Chapter 75 - 70: Hubris - Weaves of Ashes - NovelsTime

Weaves of Ashes

Chapter 75 - 70: Hubris

Author: Tracy_Dunwoodie
updatedAt: 2026-01-10

CHAPTER 75: CHAPTER 70: HUBRIS

Location: Dark Forest - Mid Ring | Doha (Lower Realm)

Time: Day 445, Afternoon

The quakeboar’s tracks were massive—each hoofprint pressed deep into the forest loam, leaving craters the size of dinner plates. Fresh, maybe an hour old. The displaced earth still held moisture from being turned, and the trail of broken undergrowth led northeast toward the rocky ridges where the Mid Ring’s terrain turned harsh.

Target assessment: Inferno-tempered tier, early stage based on track depth and territorial markers. Estimated mass: 800-1,000 kilograms. Threat level: Significant.

(We’ve killed nearly thirty Flamewrought beasts already. We can handle this.)

Jayde crouched beside the trail, running her fingers through the disturbed soil. Her enhanced blade rested across her thighs, runes already warming with channeled Ember Qi. The Qi Regeneration Pendant at her throat hummed softly, pulling ambient essence from the Mid Ring’s dense atmosphere.

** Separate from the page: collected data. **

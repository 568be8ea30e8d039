// src/tui/poly.rs
//! Raw-mode screen for the polyalphabetic solver.
//!
//! Letters fill the key slot under the cursor, `_` clears it, arrows move,
//! Backspace clears and steps back, F1 asks for a crib, Ctrl+Q quits.
//! Keystrokes become the same commands the line grammar produces.

use crate::command::PolyCommand;
use crate::core::engine::{Feedback, PolySession};
use crate::core::key::CursorStep;
use crate::core::types::{Letter, PatternEvidence};
use crossterm::{
    cursor::{Hide, MoveTo, Show},
    event::{self, Event, KeyCode, KeyEvent, KeyEventKind, KeyModifiers},
    execute, queue,
    style::{Print, PrintStyledContent, Stylize},
    terminal::{self, disable_raw_mode, enable_raw_mode, Clear, ClearType, EnterAlternateScreen, LeaveAlternateScreen},
};
use std::io::{self, Write};

/// Rows reserved below the three upper panels.
const FOOTER_ROWS: u16 = 14;
const MIN_PANEL_WIDTH: usize = 30;
const WRAPPED_LINES: usize = 3;

#[derive(Debug, PartialEq, Eq)]
enum KeyAction {
    /// Run a command, then step the cursor if it succeeded.
    Command(PolyCommand, Option<CursorStep>),
    Move(CursorStep),
    PromptCrib,
    Ignore,
}

/// Takes over the terminal until the user quits.
pub fn run(session: &mut PolySession) -> anyhow::Result<()> {
    enable_raw_mode()?;
    let mut stdout = io::stdout();
    execute!(stdout, EnterAlternateScreen, Hide)?;

    let result = event_loop(session, &mut stdout);

    execute!(stdout, Show, LeaveAlternateScreen)?;
    disable_raw_mode()?;
    result
}

fn event_loop<W: Write>(session: &mut PolySession, out: &mut W) -> anyhow::Result<()> {
    let mut status = String::new();
    loop {
        let (width, height) = terminal::size()?;
        draw(out, session, &status, width, height)?;

        let Event::Key(key_event) = event::read()? else {
            continue;
        };
        if key_event.kind != KeyEventKind::Press {
            continue;
        }

        match handle_key(session.key().cursor(), key_event) {
            KeyAction::Command(command, step) => match session.execute(command) {
                Ok(Feedback::Quit) => return Ok(()),
                Ok(feedback) => {
                    status = feedback.to_string();
                    if let Some(step) = step {
                        session.step_cursor(step);
                    }
                }
                Err(err) => status = err.to_string(),
            },
            KeyAction::Move(step) => session.step_cursor(step),
            KeyAction::PromptCrib => {
                let command = prompt_crib(out, height)?;
                status = match session.execute(command) {
                    Ok(feedback) => feedback.to_string(),
                    Err(err) => err.to_string(),
                };
            }
            KeyAction::Ignore => {}
        }
    }
}

fn handle_key(cursor: usize, event: KeyEvent) -> KeyAction {
    let edit = |letter: Option<Letter>, step: CursorStep| {
        KeyAction::Command(PolyCommand::EditKeySlot { index: cursor, letter }, Some(step))
    };
    let ctrl = event.modifiers.contains(KeyModifiers::CONTROL);
    match event.code {
        KeyCode::Char('q') | KeyCode::Char('c') if ctrl => KeyAction::Command(PolyCommand::Quit, None),
        _ if ctrl => KeyAction::Ignore,
        KeyCode::F(1) => KeyAction::PromptCrib,
        KeyCode::Right => KeyAction::Move(CursorStep::Right),
        KeyCode::Left => KeyAction::Move(CursorStep::Left),
        KeyCode::Backspace => edit(None, CursorStep::Left),
        KeyCode::Char('_') => edit(None, CursorStep::Right),
        KeyCode::Char(c) => match Letter::from_char(c) {
            Some(letter) => edit(Some(letter), CursorStep::Right),
            None => KeyAction::Ignore,
        },
        _ => KeyAction::Ignore,
    }
}

/// Reads the two crib words in cooked mode.
fn prompt_crib<W: Write>(out: &mut W, height: u16) -> anyhow::Result<PolyCommand> {
    disable_raw_mode()?;
    execute!(out, Show)?;
    let plain = read_word(out, height.saturating_sub(2), "Enter guessed plaintext word: ")?;
    let cipher = read_word(out, height.saturating_sub(1), "Enter encrypted word: ")?;
    execute!(out, Hide)?;
    enable_raw_mode()?;

    Ok(PolyCommand::SolveCrib { plain, cipher })
}

fn read_word<W: Write>(out: &mut W, row: u16, prompt: &str) -> io::Result<String> {
    queue!(out, MoveTo(0, row), Clear(ClearType::CurrentLine))?;
    queue!(out, PrintStyledContent(prompt.green()))?;
    out.flush()?;
    let mut line = String::new();
    io::stdin().read_line(&mut line)?;
    Ok(line.trim().to_string())
}

fn draw<W: Write>(
    out: &mut W,
    session: &PolySession,
    status: &str,
    width: u16,
    height: u16,
) -> io::Result<()> {
    queue!(out, Clear(ClearType::All))?;
    if height <= FOOTER_ROWS {
        queue!(
            out,
            MoveTo(0, 0),
            Print("Terminal window too small. Please resize and try again.")
        )?;
        return out.flush();
    }

    let max_lines = (height - FOOTER_ROWS) as usize;
    let panel_width = (session.key_length() + 4).max(MIN_PANEL_WIDTH) as u16;

    queue!(out, MoveTo(0, 0), PrintStyledContent("Ciphertext (truncated):".cyan().bold()))?;
    for (row, block) in session.ciphertext_blocks().iter().take(max_lines).enumerate() {
        queue!(out, MoveTo(0, row as u16 + 1), PrintStyledContent(block.as_str().cyan()))?;
    }

    queue!(
        out,
        MoveTo(panel_width, 0),
        PrintStyledContent("Decrypted Text (truncated):".yellow().bold())
    )?;
    for (row, block) in session.decryption_blocks().iter().take(max_lines).enumerate() {
        queue!(
            out,
            MoveTo(panel_width, row as u16 + 1),
            PrintStyledContent(block.as_str().yellow())
        )?;
    }

    queue!(
        out,
        MoveTo(panel_width * 2, 0),
        PrintStyledContent("Common Patterns:".magenta().bold())
    )?;
    for (row, line) in pattern_lines(session.current_patterns(), max_lines.saturating_sub(1))
        .iter()
        .enumerate()
    {
        queue!(
            out,
            MoveTo(panel_width * 2, row as u16 + 1),
            PrintStyledContent(line.as_str().magenta())
        )?;
    }

    queue!(
        out,
        MoveTo(0, height - 10),
        PrintStyledContent("Full Decrypted Message (with separators):".green().bold())
    )?;
    let wrap_width = (width as usize).saturating_sub(1).max(1);
    for (i, line) in wrap(&session.separated_decryption(), wrap_width)
        .iter()
        .take(WRAPPED_LINES)
        .enumerate()
    {
        queue!(out, MoveTo(0, height - 9 + i as u16), PrintStyledContent(line.as_str().green()))?;
    }

    queue!(
        out,
        MoveTo(0, height - 6),
        Print("Press Ctrl + Q to quit, F1 to guess a key for two words"),
        MoveTo(0, height - 4),
        Print("Enter key shifts (letters for shifts, _ for no shift):"),
        MoveTo(0, height - 3),
        PrintStyledContent(session.key().display_with_cursor().yellow().bold()),
        MoveTo(0, height - 2),
        PrintStyledContent(status.green())
    )?;
    out.flush()
}

/// Header and repeat lines for the patterns panel, at most `max` lines.
fn pattern_lines(evidence: &[PatternEvidence], max: usize) -> Vec<String> {
    evidence
        .iter()
        .flat_map(|group| {
            let header = format!(
                "{}-letter patterns (position {}):",
                group.length,
                group.position + 1
            );
            std::iter::once(header).chain(
                group
                    .repeats
                    .iter()
                    .map(|repeat| format!("  {}: {}", repeat.pattern, repeat.count)),
            )
        })
        .take(max)
        .collect()
}

/// Hard-wraps `text` into lines of at most `width` characters.
fn wrap(text: &str, width: usize) -> Vec<String> {
    let chars: Vec<char> = text.chars().collect();
    chars
        .chunks(width.max(1))
        .map(|chunk| chunk.iter().collect())
        .collect()
}

#[cfg(test)]
mod tests {
    use super::*;
    use crate::config::PolyConfig;
    use crate::core::types::PatternCount;

    fn press(code: KeyCode) -> KeyEvent {
        KeyEvent::new(code, KeyModifiers::NONE)
    }

    fn ctrl(c: char) -> KeyEvent {
        KeyEvent::new(KeyCode::Char(c), KeyModifiers::CONTROL)
    }

    fn letter(c: char) -> Letter {
        Letter::from_char(c).unwrap()
    }

    /// Applies keystrokes the way the event loop does.
    fn type_keys(session: &mut PolySession, codes: &[KeyCode]) {
        for &code in codes {
            match handle_key(session.key().cursor(), press(code)) {
                KeyAction::Command(command, step) => {
                    if session.execute(command).is_ok() {
                        if let Some(step) = step {
                            session.step_cursor(step);
                        }
                    }
                }
                KeyAction::Move(step) => session.step_cursor(step),
                KeyAction::PromptCrib | KeyAction::Ignore => {}
            }
        }
    }

    #[test]
    fn letters_become_slot_edits_at_the_cursor() {
        assert_eq!(
            handle_key(2, press(KeyCode::Char('K'))),
            KeyAction::Command(
                PolyCommand::EditKeySlot { index: 2, letter: Some(letter('k')) },
                Some(CursorStep::Right)
            )
        );
        assert_eq!(
            handle_key(0, press(KeyCode::Backspace)),
            KeyAction::Command(
                PolyCommand::EditKeySlot { index: 0, letter: None },
                Some(CursorStep::Left)
            )
        );
        assert_eq!(handle_key(0, press(KeyCode::Char('7'))), KeyAction::Ignore);
    }

    #[test]
    fn keystrokes_edit_the_session_key() {
        let mut session = PolySession::new("abc", PolyConfig::new(3, 0).unwrap());
        type_keys(
            &mut session,
            &[KeyCode::Char('K'), KeyCode::Char('e'), KeyCode::Char('7')],
        );
        assert_eq!(session.key().to_string(), "ke_");
        assert_eq!(session.key().cursor(), 2);

        type_keys(&mut session, &[KeyCode::Left, KeyCode::Backspace]);
        assert_eq!(session.key().to_string(), "k__");
        assert_eq!(session.key().cursor(), 0);

        type_keys(&mut session, &[KeyCode::Char('_')]);
        assert_eq!(session.key().to_string(), "___");
        assert_eq!(session.key().cursor(), 1);
    }

    #[test]
    fn control_keys_do_not_type() {
        assert_eq!(handle_key(0, ctrl('q')), KeyAction::Command(PolyCommand::Quit, None));
        assert_eq!(handle_key(0, ctrl('c')), KeyAction::Command(PolyCommand::Quit, None));
        assert_eq!(handle_key(0, ctrl('a')), KeyAction::Ignore);
        assert_eq!(handle_key(0, press(KeyCode::F(1))), KeyAction::PromptCrib);
    }

    #[test]
    fn pattern_lines_are_capped() {
        let evidence = vec![PatternEvidence {
            length: 3,
            position: 0,
            repeats: vec![
                PatternCount { pattern: "ABC".into(), count: 2 },
                PatternCount { pattern: "XYZ".into(), count: 2 },
            ],
        }];
        assert_eq!(
            pattern_lines(&evidence, 10),
            vec!["3-letter patterns (position 1):", "  ABC: 2", "  XYZ: 2"]
        );
        assert_eq!(pattern_lines(&evidence, 2).len(), 2);
    }

    #[test]
    fn wrap_splits_on_width() {
        assert_eq!(wrap("abcdefg", 3), vec!["abc", "def", "g"]);
    }
}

She’d been hunting for ten days straight since the Mistwraith Cats. Twenty-two more kills—including a ridge stalkers and a thornback lizard, both Flamewrought-tier. Clean engagements. Minimal injuries. Growing merit balance. The rhythm felt good. Natural.

[Confidence levels elevated. Recommend caution—pattern recognition suggests potential overestimation of capabilities.]

(The cats were harder than this’ll be. They worked together, had tactics. This is just a big pig.)

She stood, checking her gear with practiced efficiency. Armor intact, runes charged. Spatial ring loaded with Qi Restoration Pills. Emergency healing formation active on her chest piece. Two escape talismans clipped to her belt—Green’s gift, supposedly good for random teleportation within ten kilometers if things went catastrophically wrong.

Everything ready. Everything perfect.

The quakeboar’s trail led upward into rockier terrain where ashwood trees gave way to scattered boulders and exposed stone. Good. Open ground meant room to maneuver, clear sightlines for ranged attacks. She’d hit it with Flame Lances from a distance, wear it down, and finish with the blade when it was weakened.

Standard tactics. Proven effective.

Terrain advantages noted. However, recommend intelligence gathering before engagement. Unknown variables remain.

(We’ve got this.)

Twenty minutes of tracking brought her to a cleared area among the ridges—a natural amphitheater of stone and scrub where the quakeboar had been rooting for tubers. The beast itself stood at the far end, maybe forty meters distant.

Huge. Way bigger than the tracks suggested.

The quakeboar’s shoulder stood as tall as Jayde’s chest, its body a mountain of corded muscle beneath coarse, earth-brown hide. Tusks curved up from its jaw like ivory scythes, each one thick as her forearm and wickedly sharp. Its snout worked the ground with methodical purpose, tearing through roots with casual strength that sent rocks tumbling.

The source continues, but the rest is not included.